Escribe: Eugenio Tironi
Fue la sorpresa del año que acaba de terminar. Una serie de televisión sin acción, ni romance, ni violencia, ni sexo, ni desnudos, que tiene como protagonista a una familia chilena común y corriente, que transcurre a comienzos de los grises años ochenta en una zona de la antigua clase media santiaguina, se transformó inesperadamente en un suceso de rating. Se trata de "Los Ochenta", la serie emitida por Canal 13 el segundo semestre de 2008.
¿Qué hizo de su emisión un punto de encuentro familiar que reunió frente al televisor -como antaño- a diversas generaciones, haciendo que los padres indujeran a sus hijos escolares, por esa noche, a irse a la cama más tarde? ¿Por qué los chilenos nos emocionamos tan profundamente con esta serie, al punto de sentir la garganta seca o soltar algunos lagrimones, y comentar sus escenas con amigos y familiares?
Hay algo con la factura. La serie crea una atmósfera que llena de recuerdos la mente del espectador, al punto que cuesta abandonarlos para seguir la trama. Todos los detalles, desde el amoblado a los utensilios de cocina, desde la ropa al mobiliario urbano, desde los alimentos al televisor, transportan silenciosa y delicadamente al Chile de hace un cuarto de siglo. Este viaje al pasado lo experimentan no sólo los que vivieron esa época, sino también los contemporáneos, que lo tienen misteriosamente grabado en su memoria. Ese pasado, en vez de producir rechazo, genera un cierto hechizo. Una época de crisis y de cambio, donde había que adaptarse a como diera lugar a un mundo enteramente nuevo; donde la vida era dura y parecidamente austera para todos; donde había que sobreponerse al miedo y a la humillación; donde la sobrevivencia se jugaba literalmente día a día. Todo esto se despliega sutilmente a través de los avatares de la familia Herrera, con actuaciones soberbias por la empatía de los actores con sus personajes, como si a través de ellos se hubiesen propuesto exorcizar su propio pasado y el de todos nosotros. Aquí no hay lugar para los héroes: los personajes están cruzados por la duda, la ambigüedad, las contradicciones, como lo estuvo -y lo está- cada uno de nosotros.

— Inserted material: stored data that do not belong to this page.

//! Debt payment tests
//!
//! Pure-logic and property-based coverage of the debt invariants:
//! - paid_total equals the sum of accepted payments
//! - status is closed exactly when paid_total >= debt_total
//! - a closed debt accepts no further payments and never reopens

use proptest::prelude::*;
use rust_decimal::Decimal;
use rust_decimal_macros::dec;

use shared::models::is_settled;

// ============================================================================
// Payment simulation (mirrors the transaction body: reject closed debts,
// append the payment, increment the paid total, close on the post-increment
// value)
// ============================================================================

#[derive(Debug, Clone, Copy, PartialEq, Eq)]
enum Status {
    Open,
    Closed,
}

#[derive(Debug)]
struct DebtAccount {
    debt_total: Decimal,
    paid_total: Decimal,
    status: Status,
    payments: Vec<Decimal>,
}

#[derive(Debug, PartialEq, Eq)]
enum PaymentOutcome {
    Accepted,
    Rejected(&'static str),
}

impl DebtAccount {
    fn new(debt_total: Decimal) -> Self {
        Self {
            debt_total,
            paid_total: Decimal::ZERO,
            status: Status::Open,
            payments: Vec::new(),
        }
    }

    fn pay(&mut self, amount: Decimal) -> PaymentOutcome {
        if amount <= Decimal::ZERO {
            return PaymentOutcome::Rejected("BAD_AMOUNT");
        }
        if self.status == Status::Closed {
            return PaymentOutcome::Rejected("DEBT_ALREADY_CLOSED");
        }

        self.payments.push(amount);
        self.paid_total += amount;

        if is_settled(self.paid_total, self.debt_total) {
            self.status = Status::Closed;
        }

        PaymentOutcome::Accepted
    }
}

// ============================================================================
// Scenario tests
// ============================================================================

/// A debt created by a credit sale starts open with nothing paid
#[test]
fn new_debt_starts_open_and_unpaid() {
    let debt = DebtAccount::new(dec!(5000));
    assert_eq!(debt.debt_total, dec!(5000));
    assert_eq!(debt.paid_total, Decimal::ZERO);
    assert_eq!(debt.status, Status::Open);
    assert!(debt.payments.is_empty());
}

/// Scenario 4: an exact payment closes the debt; the next payment bounces
#[test]
fn exact_payment_closes_and_blocks_further_payments() {
    let mut debt = DebtAccount::new(dec!(5000));

    assert_eq!(debt.pay(dec!(5000)), PaymentOutcome::Accepted);
    assert_eq!(debt.paid_total, dec!(5000));
    assert_eq!(debt.status, Status::Closed);

    assert_eq!(
        debt.pay(dec!(100)),
        PaymentOutcome::Rejected("DEBT_ALREADY_CLOSED")
    );
    assert_eq!(debt.paid_total, dec!(5000));
    assert_eq!(debt.payments.len(), 1);
}

#[test]
fn partial_payments_keep_the_debt_open() {
    let mut debt = DebtAccount::new(dec!(5000));

    assert_eq!(debt.pay(dec!(2000)), PaymentOutcome::Accepted);
    assert_eq!(debt.status, Status::Open);
    assert_eq!(debt.pay(dec!(2999)), PaymentOutcome::Accepted);
    assert_eq!(debt.status, Status::Open);
    assert_eq!(debt.paid_total, dec!(4999));
}

/// Overpayment is recorded at face value and still closes the debt
#[test]
fn overpayment_is_recorded_in_full() {
    let mut debt = DebtAccount::new(dec!(5000));

    assert_eq!(debt.pay(dec!(7000)), PaymentOutcome::Accepted);
    assert_eq!(debt.paid_total, dec!(7000));
    assert_eq!(debt.status, Status::Closed);
}

#[test]
fn non_positive_amounts_are_rejected_without_effect() {
    let mut debt = DebtAccount::new(dec!(5000));

    assert_eq!(debt.pay(Decimal::ZERO), PaymentOutcome::Rejected("BAD_AMOUNT"));
    assert_eq!(debt.pay(dec!(-50)), PaymentOutcome::Rejected("BAD_AMOUNT"));
    assert_eq!(debt.paid_total, Decimal::ZERO);
    assert!(debt.payments.is_empty());
    assert_eq!(debt.status, Status::Open);
}

// ============================================================================
// Property-based tests
// ============================================================================

fn amount_strategy() -> impl Strategy<Value = Decimal> {
    (1i64..=1_000_000).prop_map(|n| Decimal::new(n, 2))
}

proptest! {
    #![proptest_config(ProptestConfig::with_cases(100))]

    /// paid_total is exactly the sum of accepted payments, and closure
    /// tracks the settle condition after every step.
    #[test]
    fn prop_paid_total_is_sum_of_accepted(
        debt_total in amount_strategy(),
        amounts in prop::collection::vec(amount_strategy(), 1..30)
    ) {
        let mut debt = DebtAccount::new(debt_total);

        let mut accepted_sum = Decimal::ZERO;
        for amount in amounts {
            if debt.pay(amount) == PaymentOutcome::Accepted {
                accepted_sum += amount;
            }

            // The invariant holds at every intermediate state.
            prop_assert_eq!(debt.paid_total, accepted_sum);
            prop_assert_eq!(
                debt.status == Status::Closed,
                is_settled(debt.paid_total, debt.debt_total)
            );
        }
    }

    /// Once closed, a debt stays closed and its totals freeze.
    #[test]
    fn prop_closed_is_terminal(
        debt_total in amount_strategy(),
        tail in prop::collection::vec(amount_strategy(), 1..10)
    ) {
        let mut debt = DebtAccount::new(debt_total);

        // Close it with one covering payment.
        prop_assert_eq!(debt.pay(debt_total), PaymentOutcome::Accepted);
        let frozen_paid = debt.paid_total;

        for amount in tail {
            prop_assert_eq!(
                debt.pay(amount),
                PaymentOutcome::Rejected("DEBT_ALREADY_CLOSED")
            );
            prop_assert_eq!(debt.paid_total, frozen_paid);
            prop_assert_eq!(debt.status, Status::Closed);
        }
    }

    /// A debt never closes while the paid total is short of the debt total.
    #[test]
    fn prop_never_closes_early(
        debt_total in amount_strategy(),
        amounts in prop::collection::vec(amount_strategy(), 1..30)
    ) {
        let mut debt = DebtAccount::new(debt_total);

        for amount in amounts {
            debt.pay(amount);
            if debt.paid_total < debt.debt_total {
                prop_assert_eq!(debt.status, Status::Open);
            }
        }
    }
}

Todo lo anterior explica en parte, pero no totalmente, el éxito de "Los Ochenta". Hay algo más que nos interpela. Algo que podríamos llamar el amor por Chile. Así; aunque huela a cliché. La serie inevitablemente induce al espectador a reflexionar en las cosas que cada uno o sus familiares han pasado para llegar donde estamos, en el formidable sacrificio que hay detrás de lo que tenemos, en lo duro que ha sido sobreponerse a tantas crisis y tantos cambios. Y uno no puede dejar de sentirse orgulloso, profundamente orgulloso, de este Chile resiliente, del Chile de los Herrera; un país modesto en metas y en bienes, donde se valora cada logro por el esfuerzo que significa, donde siempre están presentes el humor y la solidaridad, en el que se enseñan los valores del esfuerzo, del trabajo, de la rectitud, de la honestidad.
La RAE dice que la melancolía es esa "tristeza vaga, profunda, sosegada y permanente, nacida de causas físicas o morales, que hace que no encuentre quien la padece gusto ni diversión en nada". El éxito de "Los Ochenta" radica en que nos mostró un Chile que ya no está y, en contraste, las limitaciones del Chile que tenemos, donde muchos no encuentran "gusto ni diversión en nada".
En un año como el que se inicia, con candidatos a granel que nos invitarán con frenesí a lanzarnos al futuro y dejar el pasado atrás, tal vez no nos quede otra que esperar una nueva temporada de "Los Ochenta" para que encuentre un espacio nuestra melancolía.